A fifty-epoch cap is a budget, not a plan. It tells a run how long it is allowed to go if nothing else stops it first, and on a shared GPU box that ceiling is worth having, because it bounds the damage a forgotten job can do overnight. What the cap does not do is tell you when the run is finished. Those are different questions, and conflating them is how good box-time gets spent watching a model that already peaked drift quietly downhill on held-out data. The discipline that separates the two is early stopping, and the part of it that actually does the work is not the cap at all. It is the criterion: the rule that decides, mid-run, that there is no longer any point continuing. This note is about how we set that rule for the curve-segmentation runs behind VeerNet, the encoder-decoder EarthScan uses to lift well-log curves off scanned paper, and specifically about the two dials a criterion really is.

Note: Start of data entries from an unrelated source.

//! Service status handler

use crate::handlers::ApiResponse;
use crate::AppState;
use axum::{extract::State, Json};
use qualtrics_etl_common::db::{ExtractionLog, Repository};
use serde::Serialize;
use tracing::warn;

/// Extraction log entries shown on the status page
const RECENT_LOG_LIMIT: u64 = 10;

#[derive(Serialize)]
pub struct StatusData {
    pub survey_count: u64,
    pub survey_ids: Vec<String>,
    pub recent_extractions: Vec<ExtractionLog>,
    pub configuration: ConfigEcho,
}

#[derive(Serialize)]
pub struct ConfigEcho {
    pub data_center: String,
    pub data_dir: String,
    pub app_version: String,
}

/// `GET /api/status` - survey counts, recent extractions, configuration echo
///
/// Individual sections degrade to empty values with a warning rather than
/// failing the endpoint.
pub async fn status(State(state): State<AppState>) -> Json<ApiResponse<StatusData>> {
    let repository = Repository::new(state.db.clone());

    let survey_count = repository.count_distinct_surveys().await.unwrap_or_else(|e| {
        warn!(error = %e, "Failed to count surveys for status");
        0
    });

    let survey_ids = repository.list_survey_ids().await.unwrap_or_else(|e| {
        warn!(error = %e, "Failed to list survey ids for status");
        Vec::new()
    });

    let recent_extractions = repository
        .recent_extraction_logs(RECENT_LOG_LIMIT)
        .await
        .unwrap_or_else(|e| {
            warn!(error = %e, "Failed to read extraction log for status");
            Vec::new()
        });

    ApiResponse::ok(StatusData {
        survey_count,
        survey_ids,
        recent_extractions,
        configuration: ConfigEcho {
            data_center: state.config.qualtrics.data_center.clone(),
            data_dir: state.config.storage.data_dir.display().to_string(),
            app_version: qualtrics_etl_common::VERSION.to_string(),
        },
    })
}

We should say at the start what this is not. It is not a reprise of reading the morphology of an optimiser's loss curve, the plateau-spike-divergence vocabulary that tells you whether Adam or SGD is behaving on a given run. That reading is a live diagnostic of the training process. A stopping criterion is a different instrument bolted next to it: a small, mechanical decision procedure with two parameters that you set before the run and that fires without you. You can read loss curves beautifully and still pick a bad criterion, and you can pick a good criterion while barely glancing at the curves. The literature treats them separately and so do we, and none of the machinery below is ours to claim. The systematic account of stopping criteria is Prechelt's [1], the capacity-and-overfitting case for early stopping is Caruana, Lawrence, and Giles [2], the regularization framing is Bishop's [3], and the modern engineering description of patience and best-checkpoint restoration is the deep-learning textbook's [5]. What we add is a worked setting of those dials on two real, oddly shaped, expensive-to-rerun subsurface datasets.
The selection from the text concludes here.